Seeding IRDME from Prior Results: the --seed-from Feature
How to use one experiment's hub output to seed a comparative analysis. Introduces the --seed-from and --compare-to flags, the role-vector cosine metric, and an exploratory C. elegans generative compression result (avg_seed_cosine=0.845, avg_rank_cosine=0.888). Not a confirmatory pre-registered result - a methodological contribution.
The problem: cross-domain hub comparison without shared node IDs
After F12 confirmed the Functional Proximity Law in the C. elegans 302-neuron connectome (r=0.807, p<0.001), a natural question arose: can you use that structural knowledge somewhere else? Specifically, can the hub identity of C. elegans neurons seed a synthetic graph that approximates the structural properties of a larger nervous system?
The challenge is that different organisms have completely different node IDs. You cannot directly compare PVCL in C. elegans to any Drosophila neuron using node-level correlation. You need a different kind of comparison: role-vector cosine similarity.
Role vectors
Every node in a multilayer graph has a role vector: its degree in each layer, sorted by layer name.
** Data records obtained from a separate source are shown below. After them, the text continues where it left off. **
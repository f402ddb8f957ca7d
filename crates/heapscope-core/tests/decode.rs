//! End-to-end decoding tests over synthetic dump files.

mod common;

use common::{body, ptr64, DumpBuilder, HEAP_END, HEAP_START};
use heapscope_core::{Dump, DumpError, FieldKind, TypeKind};

const KIND_PTR: u64 = 1;
const KIND_IFACE: u64 = 4;
const KIND_EFACE: u64 = 5;

/// Two 16-byte objects, the first pointing at the second.
fn minimal_dump() -> common::TempDump
{
    let mut b = DumpBuilder::new();
    b.params_default()
        .type_record(0x100, 16, "T", false, &[(KIND_PTR, 0)])
        .object(0x10000, 0x100, 0, &body(&[&ptr64(0x10008), &[0u8; 8]]))
        .object(0x10008, 0, 0, &[0u8; 16])
        .eof();
    b.write()
}

#[test]
fn test_minimal_dump_loads()
{
    let dump_file = minimal_dump();
    let d = Dump::load(&dump_file.path, None).expect("load");

    assert_eq!(d.num_objects(), 2);
    assert_eq!(d.addr(d.find_obj(0x10000)), 0x10000);
    assert_eq!(d.ptr_size, 8);
    assert_eq!(d.hchan_size, 96);
    assert_eq!(d.heap_start, HEAP_START);
    assert_eq!(d.heap_end, HEAP_END);
    assert_eq!(d.types.len(), 1);
    assert_eq!(d.types[0].name, "T");
}

#[test]
fn test_minimal_dump_edge()
{
    let dump_file = minimal_dump();
    let d = Dump::load(&dump_file.path, None).expect("load");

    let first = d.find_obj(0x10000);
    let second = d.find_obj(0x10008);
    let edges = d.edges(first).expect("edges");
    assert_eq!(edges.len(), 1);
    assert_eq!(edges[0].to, second);
    assert_eq!(edges[0].from_offset, 0);
    assert_eq!(edges[0].to_offset, 0);

    // the typeless object has no pointers
    assert!(d.edges(second).expect("edges").is_empty());
}

#[test]
fn test_full_type_dedup()
{
    let mut b = DumpBuilder::new();
    b.params_default()
        .type_record(0x100, 16, "T", false, &[(KIND_PTR, 0)])
        .object(0x10000, 0x100, 0, &[0u8; 16])
        .object(0x10010, 0x100, 0, &[0u8; 16])
        .object(0x10020, 0x100, 0, &[0u8; 32]) // same type, different sizeclass
        .eof();
    let dump_file = b.write();
    let d = Dump::load(&dump_file.path, None).expect("load");

    let a = d.full_type(d.find_obj(0x10000));
    let bft = d.full_type(d.find_obj(0x10010));
    let c = d.full_type(d.find_obj(0x10020));
    assert_eq!(a.id, bft.id);
    assert_ne!(a.id, c.id);
    assert_eq!(d.full_types.len(), 2);
}

#[test]
fn test_interior_pointer()
{
    let mut b = DumpBuilder::new();
    b.params_default()
        .type_record(0x100, 16, "T", false, &[(KIND_PTR, 0)])
        .object(0x10000, 0x100, 0, &body(&[&ptr64(0x10008 + 4), &[0u8; 8]]))
        .object(0x10008, 0, 0, &[0u8; 16])
        .eof();
    let dump_file = b.write();
    let d = Dump::load(&dump_file.path, None).expect("load");

    let edges = d.edges(d.find_obj(0x10000)).expect("edges");
    assert_eq!(edges.len(), 1);
    assert_eq!(edges[0].to, d.find_obj(0x10008));
    assert_eq!(edges[0].to_offset, 4);
}

#[test]
fn test_eface_with_non_pointer_data()
{
    // The eface's type says its data word is not a pointer, so no edge may
    // be emitted no matter what the data word holds.
    let mut b = DumpBuilder::new();
    b.params_default()
        .type_record(0x100, 16, "holder", false, &[(KIND_EFACE, 0)])
        .type_record(0x200, 8, "int", false, &[])
        .object(0x10000, 0x100, 0, &body(&[&ptr64(0x200), &ptr64(0x10010)]))
        .object(0x10010, 0, 0, &[0u8; 16])
        .eof();
    let dump_file = b.write();
    let d = Dump::load(&dump_file.path, None).expect("load");

    assert!(d.edges(d.find_obj(0x10000)).expect("edges").is_empty());
}

#[test]
fn test_eface_with_pointer_data()
{
    let mut b = DumpBuilder::new();
    b.params_default()
        .type_record(0x100, 16, "holder", false, &[(KIND_EFACE, 0)])
        .type_record(0x200, 8, "*T", true, &[])
        .object(0x10000, 0x100, 0, &body(&[&ptr64(0x200), &ptr64(0x10010)]))
        .object(0x10010, 0, 0, &[0u8; 16])
        .eof();
    let dump_file = b.write();
    let d = Dump::load(&dump_file.path, None).expect("load");

    let edges = d.edges(d.find_obj(0x10000)).expect("edges");
    assert_eq!(edges.len(), 1);
    assert_eq!(edges[0].to, d.find_obj(0x10010));
    // the edge leaves from the data word, one pointer past the type word
    assert_eq!(edges[0].from_offset, 8);
}

#[test]
fn test_eface_with_unknown_type_is_skipped()
{
    // a type word pointing outside the type table is tolerated; the field
    // just produces no edge
    let mut b = DumpBuilder::new();
    b.params_default()
        .type_record(0x100, 16, "holder", false, &[(KIND_EFACE, 0)])
        .object(0x10000, 0x100, 0, &body(&[&ptr64(0x999), &ptr64(0x10010)]))
        .object(0x10010, 0, 0, &[0u8; 16])
        .eof();
    let dump_file = b.write();
    let d = Dump::load(&dump_file.path, None).expect("load");

    assert!(d.edges(d.find_obj(0x10000)).expect("edges").is_empty());
}

#[test]
fn test_iface_honors_itab_bit()
{
    let mut b = DumpBuilder::new();
    b.params_default()
        .type_record(0x100, 32, "holder", false, &[(KIND_IFACE, 0), (KIND_IFACE, 16)])
        .itab(0x500, true)
        .itab(0x600, false)
        .object(
            0x10000,
            0x100,
            0,
            &body(&[&ptr64(0x500), &ptr64(0x10020), &ptr64(0x600), &ptr64(0x10020)]),
        )
        .object(0x10020, 0, 0, &[0u8; 16])
        .eof();
    let dump_file = b.write();
    let d = Dump::load(&dump_file.path, None).expect("load");

    let edges = d.edges(d.find_obj(0x10000)).expect("edges");
    assert_eq!(edges.len(), 1);
    assert_eq!(edges[0].from_offset, 8);
    assert_eq!(edges[0].to, d.find_obj(0x10020));
}

#[test]
fn test_conservative_scan()
{
    let mut b = DumpBuilder::new();
    b.params_default()
        .object(
            0x10000,
            0,
            127,
            &body(&[&ptr64(0x10020), &ptr64(0xdeadbeef00), &ptr64(0x10030)]),
        )
        .object(0x10020, 0, 0, &[0u8; 16])
        .object(0x10030, 0, 0, &[0u8; 16])
        .eof();
    let dump_file = b.write();
    let d = Dump::load(&dump_file.path, None).expect("load");

    let x = d.find_obj(0x10000);
    assert_eq!(d.full_type(x).kind, TypeKind::Conservative);
    let edges = d.edges(x).expect("edges");
    assert_eq!(edges.len(), 2);
    assert_eq!(edges[0].from_offset, 0);
    assert_eq!(edges[1].from_offset, 16);
    assert_eq!(edges[0].to, d.find_obj(0x10020));
    assert_eq!(edges[1].to, d.find_obj(0x10030));
}

#[test]
fn test_chan_layout_and_edges()
{
    // 96-byte header plus three 16-byte element slots
    let mut hdr = vec![0u8; 96];
    hdr[0] = 2; // len
    hdr[8] = 3; // cap
    let mut b = DumpBuilder::new();
    b.params_default()
        .type_record(0x300, 16, "elem", false, &[(KIND_PTR, 0)])
        .object(
            0x10100,
            0x300,
            2,
            &body(&[&hdr, &ptr64(0x10000), &[0u8; 8], &ptr64(0), &[0u8; 8], &ptr64(0x10010), &[0u8; 8]]),
        )
        .object(0x10000, 0, 0, &[0u8; 16])
        .object(0x10010, 0, 0, &[0u8; 16])
        .eof();
    let dump_file = b.write();
    let d = Dump::load(&dump_file.path, None).expect("load");

    let chan = d.find_obj(0x10100);
    let ft = d.full_type(chan);
    assert_eq!(ft.kind, TypeKind::Chan);
    assert_eq!(ft.name, "chan{3}elem");

    // header pseudo-fields: 12 words, the known four named, the rest chanhdr
    assert_eq!(ft.fields.len(), 12 + 3);
    assert_eq!(ft.fields[0].name, "len");
    assert_eq!(ft.fields[1].name, "cap");
    assert_eq!(ft.fields[2].name, "chanhdr");
    assert_eq!(ft.fields[4].name, "next send index");
    assert_eq!(ft.fields[4].offset, 32);
    assert_eq!(ft.fields[5].name, "next receive index");
    assert_eq!(ft.fields[5].offset, 40);
    assert!(ft.fields[..12].iter().all(|f| f.kind == FieldKind::UInt64));

    // element slots are index-named and offset past the header
    assert_eq!(ft.fields[12].offset, 96);
    assert!(ft.fields[12].name.starts_with('0'));
    assert_eq!(ft.fields[14].offset, 128);

    // only the slots that actually point at objects produce edges
    let edges = d.edges(chan).expect("edges");
    assert_eq!(edges.len(), 2);
    assert_eq!(edges[0].from_offset, 96);
    assert_eq!(edges[0].to, d.find_obj(0x10000));
    assert_eq!(edges[1].from_offset, 128);
    assert_eq!(edges[1].to, d.find_obj(0x10010));
}

#[test]
fn test_array_of_element_size_yields_one_element()
{
    let mut b = DumpBuilder::new();
    b.params_default()
        .type_record(0x300, 16, "elem", false, &[(KIND_PTR, 0)])
        .object(0x10000, 0x300, 1, &body(&[&ptr64(0x10010), &[0u8; 8]]))
        .object(0x10010, 0, 0, &[0u8; 16])
        .eof();
    let dump_file = b.write();
    let d = Dump::load(&dump_file.path, None).expect("load");

    let x = d.find_obj(0x10000);
    let ft = d.full_type(x);
    assert_eq!(ft.kind, TypeKind::Array);
    assert_eq!(ft.name, "{1}elem");
    assert_eq!(ft.fields.len(), 1);
    assert_eq!(d.edges(x).expect("edges").len(), 1);
}

#[test]
fn test_duplicate_type_records_discarded()
{
    let mut b = DumpBuilder::new();
    b.params_default()
        .type_record(0x100, 16, "T", false, &[(KIND_PTR, 0)])
        .type_record(0x100, 32, "T-again", true, &[])
        .object(0x10000, 0x100, 0, &[0u8; 16])
        .eof();
    let dump_file = b.write();
    let d = Dump::load(&dump_file.path, None).expect("load");

    assert_eq!(d.types.len(), 1);
    assert_eq!(d.types[0].name, "T");
    assert_eq!(d.types[0].size, 16);
}

#[test]
fn test_typeless_object_gets_raw_layout()
{
    let mut b = DumpBuilder::new();
    b.params_default().object(0x10000, 0, 0, &[0u8; 24]).eof();
    let dump_file = b.write();
    let d = Dump::load(&dump_file.path, None).expect("load");

    let ft = d.full_type(d.find_obj(0x10000));
    assert_eq!(ft.name, "noptr24");
    assert_eq!(ft.fields.len(), 2);
    assert_eq!(ft.fields[0].kind, FieldKind::Bytes16);
    assert_eq!(ft.fields[1].kind, FieldKind::Bytes8);
    assert!(ft.fields.iter().all(|f| !f.kind.is_pointerish()));
}

#[test]
fn test_find_obj_boundaries()
{
    let dump_file = minimal_dump();
    let d = Dump::load(&dump_file.path, None).expect("load");

    // an object starts exactly at heap_start
    assert!(!d.find_obj(HEAP_START).is_nil());
    // heap_end itself is outside
    assert!(d.find_obj(HEAP_END).is_nil());
    assert!(d.find_obj(HEAP_START - 1).is_nil());
    // gap past the last object
    assert!(d.find_obj(0x10018).is_nil());
    // interior resolution
    assert_eq!(d.find_obj(0x10008 + 7), d.find_obj(0x10008));
}

#[test]
fn test_find_obj_spanning_buckets()
{
    // one object big enough to span several 256-byte buckets
    let mut b = DumpBuilder::new();
    b.params_default().object(0x10000, 0, 0, &vec![0u8; 1024]).eof();
    let dump_file = b.write();
    let d = Dump::load(&dump_file.path, None).expect("load");

    let x = d.find_obj(0x10000);
    assert!(!x.is_nil());
    // interior pointer far past the first bucket still resolves
    assert_eq!(d.find_obj(0x10000 + 1000), x);
    assert!(d.find_obj(0x10000 + 1024).is_nil());
}

#[test]
fn test_edges_are_deterministic()
{
    let dump_file = minimal_dump();
    let d = Dump::load(&dump_file.path, None).expect("load");
    let x = d.find_obj(0x10000);

    let first = d.edges(x).expect("edges");
    let second = d.edges(x).expect("edges");
    assert_eq!(first, second);

    // a fresh load of the same bytes agrees as well
    let d2 = Dump::load(&dump_file.path, None).expect("load");
    assert_eq!(d2.num_objects(), d.num_objects());
    for x in d.object_ids() {
        assert_eq!(d.addr(x), d2.addr(x));
        assert_eq!(d.size(x), d2.size(x));
        assert_eq!(d.edges(x).expect("edges"), d2.edges(x).expect("edges"));
    }
}

#[test]
fn test_contents_reads_body_bytes()
{
    let dump_file = minimal_dump();
    let d = Dump::load(&dump_file.path, None).expect("load");

    let bytes = d.contents(d.find_obj(0x10000)).expect("contents");
    assert_eq!(bytes.len(), 16);
    assert_eq!(&bytes[..8], &ptr64(0x10008));
}

#[test]
fn test_fallback_field_names()
{
    let dump_file = minimal_dump();
    let d = Dump::load(&dump_file.path, None).expect("load");

    assert_eq!(d.types[0].fields[0].name, "field0");
    let edges = d.edges(d.find_obj(0x10000)).expect("edges");
    assert_eq!(edges[0].field_name, "field0");
}

#[test]
fn test_bad_header_is_fatal()
{
    let mut b = DumpBuilder::with_raw_header(b"go1.4 heap dump\n");
    b.params_default().eof();
    let dump_file = b.write();
    let err = Dump::load(&dump_file.path, None).unwrap_err();
    assert!(matches!(err, DumpError::BadHeader));
}

#[test]
fn test_unknown_tag_is_fatal()
{
    let mut b = DumpBuilder::new();
    b.params_default();
    b.uvarint(42);
    let dump_file = b.write();
    let err = Dump::load(&dump_file.path, None).unwrap_err();
    assert!(matches!(err, DumpError::UnknownTag { tag: 42, .. }));
}

#[test]
fn test_object_before_params_is_fatal()
{
    let mut b = DumpBuilder::new();
    b.object(0x10000, 0, 0, &[0u8; 16]).eof();
    let dump_file = b.write();
    let err = Dump::load(&dump_file.path, None).unwrap_err();
    assert!(matches!(err, DumpError::MissingParams { .. }));
}

#[test]
fn test_unsupported_pointer_size_is_fatal()
{
    let mut b = DumpBuilder::new();
    b.params(0, 2, 96, HEAP_START, HEAP_END).eof();
    let dump_file = b.write();
    let err = Dump::load(&dump_file.path, None).unwrap_err();
    assert!(matches!(err, DumpError::UnsupportedParams { ptr_size: 2, .. }));
}

#[test]
fn test_unknown_type_reference_is_fatal()
{
    let mut b = DumpBuilder::new();
    b.params_default().object(0x10000, 0x777, 0, &[0u8; 16]).eof();
    let dump_file = b.write();
    let err = Dump::load(&dump_file.path, None).unwrap_err();
    assert!(matches!(err, DumpError::UnknownType { addr: 0x777 }));
}

#[test]
fn test_truncated_stream_is_fatal()
{
    let mut b = DumpBuilder::new();
    b.params_default();
    b.uvarint(1); // object tag, then nothing
    let dump_file = b.write();
    let err = Dump::load(&dump_file.path, None).unwrap_err();
    assert!(matches!(err, DumpError::Truncated { .. }));
}

#[test]
fn test_memstats_and_defers_retained()
{
    let mut b = DumpBuilder::new();
    b.params_default();
    // memstats: 24 counters, 256 pause samples, num-gc
    b.uvarint(10);
    for i in 0..24 {
        b.uvarint(i);
    }
    for _ in 0..256 {
        b.uvarint(7);
    }
    b.uvarint(3);
    // a defer and a panic record
    b.uvarint(14);
    for v in [0x9000u64, 1, 2, 3, 4, 5, 0] {
        b.uvarint(v);
    }
    b.uvarint(15);
    for v in [0x9100u64, 1, 2, 3, 4, 0] {
        b.uvarint(v);
    }
    b.eof();
    let dump_file = b.write();
    let d = Dump::load(&dump_file.path, None).expect("load");

    let stats = d.memstats.as_ref().expect("memstats");
    assert_eq!(stats.alloc, 0);
    assert_eq!(stats.heap_alloc, 6);
    assert_eq!(stats.pause_total_ns, 23);
    assert_eq!(stats.pause_ns[0], 7);
    assert_eq!(stats.num_gc, 3);
    assert_eq!(d.defers.len(), 1);
    assert_eq!(d.panics.len(), 1);
    assert_eq!(d.defers[0].addr, 0x9000);
    assert_eq!(d.panics[0].addr, 0x9100);
}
Two nodes are structurally analogous if their role vectors have high cosine similarity, regardless of whether they share an ID, a label, or even a species.
PVCL in C. elegans has a role vector of [degree_chemical_synapse, degree_gap_junction]. Any Drosophila neuron with a similar [degree_axon_to_dendrite, degree_axon_to_axon] vector is playing a structurally analogous role, even though the two animals are 600 million years apart.
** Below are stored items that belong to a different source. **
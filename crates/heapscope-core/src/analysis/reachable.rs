//! # Reachable Set
//!
//! Breadth-first sweep from one object following heap edges, totalling the
//! bytes of everything it can reach (itself included). Unlike the retained
//! size from the dominator tree, this counts shared structure too.

use std::collections::VecDeque;

use crate::dump::{Dump, ObjId};
use crate::error::Result;

/// Total bytes reachable from `from` through heap edges.
pub fn reachable_bytes(d: &Dump, from: ObjId) -> Result<u64>
{
    let mut seen = vec![false; d.num_objects()];
    let mut queue = VecDeque::new();
    let mut scanner = d.scanner();
    let mut total = 0u64;

    seen[from.index()] = true;
    queue.push_back(from);
    while let Some(x) = queue.pop_front() {
        total += d.size(x);
        for e in scanner.edges(x)? {
            if !seen[e.to.index()] {
                seen[e.to.index()] = true;
                queue.push_back(e.to);
            }
        }
    }
    Ok(total)
}
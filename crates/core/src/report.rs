use crate::role::Role;
use crate::search::PageGroup;

pub const NO_RESULTS: &str = "No relevant information found.";

/// Locator for a document on the local filesystem.
///
/// `absolute_path` should already be absolute; it is not resolved here.
pub fn file_locator(absolute_path: &str) -> String {
    if absolute_path.starts_with('/') {
        format!("file://{absolute_path}")
    } else {
        // Windows-style drive paths need the extra slash.
        format!("file:///{}", absolute_path.replace('\\', "/"))
    }
}

/// Deep link to a page of the document.
pub fn deep_link(locator: &str, page_number: usize) -> String {
    format!("{locator}#page={page_number}")
}

/// One-line summary for a page group: `Page N [Contains: a, b] (Score: x.xx)`.
pub fn page_heading(group: &PageGroup) -> String {
    let roles = group
        .roles_present
        .iter()
        .map(Role::as_str)
        .collect::<Vec<_>>()
        .join(", ");
    let contains = if roles.is_empty() {
        String::new()
    } else {
        format!(" [Contains: {roles}]")
    };
    format!(
        "Page {}{} (Score: {:.2})",
        group.page_number, contains, group.best_score
    )
}

/// Total number of hits across the groups.
pub fn hit_count(groups: &[PageGroup]) -> usize {
    groups.iter().map(|g| g.hits.len()).sum()
}

/// Render the full printable report.
pub fn render(groups: &[PageGroup], locator: &str) -> String {
    if groups.is_empty() {
        return NO_RESULTS.to_string();
    }

    let mut out = format!("Found {} relevant results:\n", hit_count(groups));
    for group in groups {
        out.push('\n');
        out.push_str(&page_heading(group));
        out.push('\n');
        out.push_str(&format!(
            "Link: {}\n",
            deep_link(locator, group.page_number)
        ));
    }
    out
}

#[cfg(test)]
mod tests {
    use std::collections::BTreeSet;

    use super::*;
    use crate::search::Hit;

    fn group(page: usize, score: f64, roles: &[Role]) -> PageGroup {
        let roles: BTreeSet<Role> = roles.iter().copied().collect();
        PageGroup {
            page_number: page,
            roles_present: roles.clone(),
            best_score: score,
            hits: vec![Hit::new(page, score, roles)],
        }
    }

    #[test]
    fn test_file_locator() {
        assert_eq!(file_locator("/tmp/doc.pdf"), "file:///tmp/doc.pdf");
        assert_eq!(file_locator("C:\\docs\\a.pdf"), "file:///C:/docs/a.pdf");
    }

    #[test]
    fn test_deep_link() {
        assert_eq!(
            deep_link("file:///tmp/doc.pdf", 12),
            "file:///tmp/doc.pdf#page=12"
        );
    }

    #[test]
    fn test_page_heading_formats_two_decimals() {
        let g = group(3, 1.23456, &[Role::Heading1, Role::Body]);
        assert_eq!(
            page_heading(&g),
            "Page 3 [Contains: heading1, body] (Score: 1.23)"
        );
    }

    #[test]
    fn test_page_heading_without_roles() {
        let g = group(1, 0.0, &[]);
        assert_eq!(page_heading(&g), "Page 1 (Score: 0.00)");
    }

    #[test]
    fn test_render_report() {
        let groups = vec![group(2, 4.5, &[Role::Body]), group(1, 1.0, &[Role::Bold])];
        let report = render(&groups, "file:///doc.pdf");
        assert_eq!(
            report,
            "Found 2 relevant results:\n\
             \nPage 2 [Contains: body] (Score: 4.50)\nLink: file:///doc.pdf#page=2\n\
             \nPage 1 [Contains: bold] (Score: 1.00)\nLink: file:///doc.pdf#page=1\n"
        );
    }

    #[test]
    fn test_render_no_results() {
        assert_eq!(render(&[], "file:///doc.pdf"), NO_RESULTS);
    }
}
The --seed-from feature (F12b)
F12b introduced the --seed-from flag in dev.py:
dev.py synth \
--nodes 302 \
--layers chemical_synapse,gap_junction \
--r 0.8 \
--density 0.028 \
--seed-from outputs/output_celegans_302_full.json \
--seed-n 15 \
--compare-to examples/celegans_302.json
-
What this does:
- Extracts the top-15 hub nodes from the C. elegans output (AVAL, AVAR, AVBL, AVBR, PVCL, PVCR...)
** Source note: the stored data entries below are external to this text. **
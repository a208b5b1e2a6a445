use crate::prelude::*;
use clap::Parser;

mod analyze;
mod document;
mod error;
mod index;
mod info;
mod prelude;
mod repl;
mod search;

#[derive(Debug, clap::Parser)]
#[command(
    author,
    version,
    about,
    long_about = "Index a PDF by text role (title, headings, body, bold, ...) and search it with structure-aware ranking"
)]
pub struct App {
    #[command(subcommand)]
    pub command: SubCommands,

    #[clap(flatten)]
    global: Global,
}

#[derive(Debug, Clone, clap::Args)]
pub struct Global {
    /// Directory holding the search index
    #[clap(
        long,
        env = "PDFSEARCH_INDEX_DIR",
        global = true,
        default_value = "indexdir"
    )]
    index_dir: std::path::PathBuf,

    /// Whether to display additional information.
    #[clap(long, env = "PDFSEARCH_VERBOSE", global = true, default_value = "false")]
    verbose: bool,
}

#[derive(Debug, clap::Parser)]
pub enum SubCommands {
    /// Extract, classify and index a PDF document
    Index(crate::index::Options),

    /// Search the index once and print a page-grouped report
    Search(crate::search::Options),

    /// Interactive search prompt
    Repl(crate::repl::Options),

    /// Show how a PDF's text classifies into roles
    Analyze(crate::analyze::Options),

    /// Show what the current index was built from
    Info(crate::info::Options),
}

fn init_logging(verbose: bool) {
    // RUST_LOG, when set, overrides the default filter.
    let default_filter = if verbose { "info" } else { "warn" };
    env_logger::Builder::from_env(env_logger::Env::default().default_filter_or(default_filter))
        .init();
}

fn main() -> Result<()> {
    color_eyre::install()?;

    let app = App::parse();
    init_logging(app.global.verbose);

    match app.command {
        SubCommands::Index(options) => crate::index::run(options, app.global),
        SubCommands::Search(options) => crate::search::run(options, app.global),
        SubCommands::Repl(options) => crate::repl::run(options, app.global),
        SubCommands::Analyze(options) => crate::analyze::run(options, app.global),
        SubCommands::Info(options) => crate::info::run(options, app.global),
    }
}
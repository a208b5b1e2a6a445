use std::collections::{BTreeMap, BTreeSet};

use serde::{Deserialize, Serialize};

use crate::classify::{ClassifiedSpan, Classifier, Span};
use crate::role::{join_roles, Role};

/// The persisted, per-page unit of the search index.
#[derive(Debug, Clone, PartialEq, Eq, Serialize, Deserialize)]
pub struct PageRecord {
    /// 1-based page number, unique within the index.
    pub page_number: usize,
    /// Raw page text, independent of classification.
    pub full_text: String,
    /// Role -> span texts of that role joined by a single space.
    pub role_text: BTreeMap<Role, String>,
    pub roles_present: BTreeSet<Role>,
}

impl PageRecord {
    /// Human-readable page label, stored in the index `title` field.
    pub fn label(&self) -> String {
        page_label(self.page_number)
    }

    /// Comma-joined role list, stored in the index `text_types` field.
    pub fn text_types(&self) -> String {
        join_roles(&self.roles_present)
    }

    /// Text for one role, empty when the role is absent from the page.
    pub fn text_for(&self, role: Role) -> &str {
        self.role_text.get(&role).map(String::as_str).unwrap_or("")
    }

    /// Fixed weight table applied to every record.
    pub fn role_weights() -> BTreeMap<Role, u32> {
        Role::WEIGHTED
            .iter()
            .filter_map(|role| role.weight().map(|w| (*role, w)))
            .collect()
    }
}

pub fn page_label(page_number: usize) -> String {
    format!("Page {page_number}")
}

/// Extracted content of one page: raw text plus its formatted spans.
#[derive(Debug, Clone, PartialEq)]
pub struct PageContent {
    pub page_number: usize,
    pub full_text: String,
    pub spans: Vec<Span>,
}

/// Collapse one page's classified spans into a [`PageRecord`].
///
/// Spans are expected in reading order; order is preserved within each role.
pub fn aggregate(
    page_number: usize,
    full_text: impl Into<String>,
    spans: &[ClassifiedSpan],
) -> PageRecord {
    let mut role_text: BTreeMap<Role, String> = BTreeMap::new();

    for span in spans {
        if span.text.is_empty() {
            continue;
        }
        role_text
            .entry(span.role)
            .and_modify(|buf| {
                buf.push(' ');
                buf.push_str(&span.text);
            })
            .or_insert_with(|| span.text.clone());
    }

    let roles_present = role_text.keys().copied().collect();

    PageRecord {
        page_number,
        full_text: full_text.into(),
        role_text,
        roles_present,
    }
}

/// Classify every span of a document and aggregate the result per page.
///
/// Classification runs over the whole document at once, since the relative
/// strategy needs document-wide font statistics. Pages are returned in
/// ascending page order, one record per input page, empty pages included.
pub fn build_page_records(pages: &[PageContent], classifier: &dyn Classifier) -> Vec<PageRecord> {
    let all_spans: Vec<Span> = pages
        .iter()
        .flat_map(|page| {
            page.spans.iter().map(|span| Span {
                page: page.page_number,
                ..span.clone()
            })
        })
        .collect();

    let classified = classifier.classify(&all_spans);

    let mut by_page: BTreeMap<usize, Vec<ClassifiedSpan>> = BTreeMap::new();
    for span in classified {
        by_page.entry(span.page).or_default().push(span);
    }

    let mut records: Vec<PageRecord> = pages
        .iter()
        .map(|page| {
            let spans = by_page.remove(&page.page_number).unwrap_or_default();
            aggregate(page.page_number, page.full_text.clone(), &spans)
        })
        .collect();
    records.sort_by_key(|r| r.page_number);
    records
}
- Uses their actual degrees as the base hub scores for the synthetic graph
- Generates a 302-node synthetic graph with hub structure anchored to the real C. elegans hubs
- Uses
--compare-toto measure how well the synthetic reconstruction matches the original
--seed-n controls how many hub seeds to extract (default: 15).
F12b results (exploratory, not pre-registered)
| Metric | Value | |---|---| | avg_seed_cosine | 0.8448 | | avg_rank_cosine | 0.8882 | | chemical_synapse layer cosine | 0.9392 | | gap_junction layer cosine | 0.8372 |
15 hub seeds reconstructed 84.5% hub role accuracy and 88.8% degree distribution shape. The top seeds scored especially well: AVAR=0.900, AVAL=0.933, AVBL=0.919.
This is the F12 hub compression ratio in action: cr_n=18.6 means approximately 16 hub nodes out of 302 encode the structural skeleton.
Why this is NOT a confirmatory pre-registered result
F12b was methodological/exploratory because the cosine thresholds were never committed to the public preregistrations repo before the run. This violates the IRDME workflow HARD STOP: the prediction must be timestamped before the result is seen.
The result is real and interesting. It is not a data point in the paper's binomial count.
What comes next: F12c (formally pre-registered)
- F12c applies the same methodology cross-species, with thresholds committed before running:
- Seed: C. elegans top-15 hubs
- Target: Drosophila larval connectome (2952 neurons, Winding et al. 2023)
- Pre-registered thresholds: avg_rank_cosine >= 0.65 (primary confirmatory criterion)
- Hash: cd2ed080... | Commit: 45b2875 | Date: 2026-05-26
F12c is a harder test: no shared node IDs, 10x scale difference, imperfect layer homology (gap junctions ≠ axo-axonic synapses).
The /transfer API endpoint
The role-vector comparison is now available via the API:
POST /transfer
{
"graph_a": { ...C. elegans graph... },
"graph_b": { ...Drosophila graph... },
"label_a": "C. elegans",
"label_b": "Drosophila larva",
"top_n": 15
}
Response includes role_analogues (best structural match per hub), avg_seed_cosine, rank_vector_similarity per layer, and avg_rank_cosine.
F12b was exploratory and methodologically motivated. The science is in F12c, which is formally pre-registered. The tool is in dev.py (--seed-from, --seed-n, --compare-to) and the API (/transfer). Both are available now.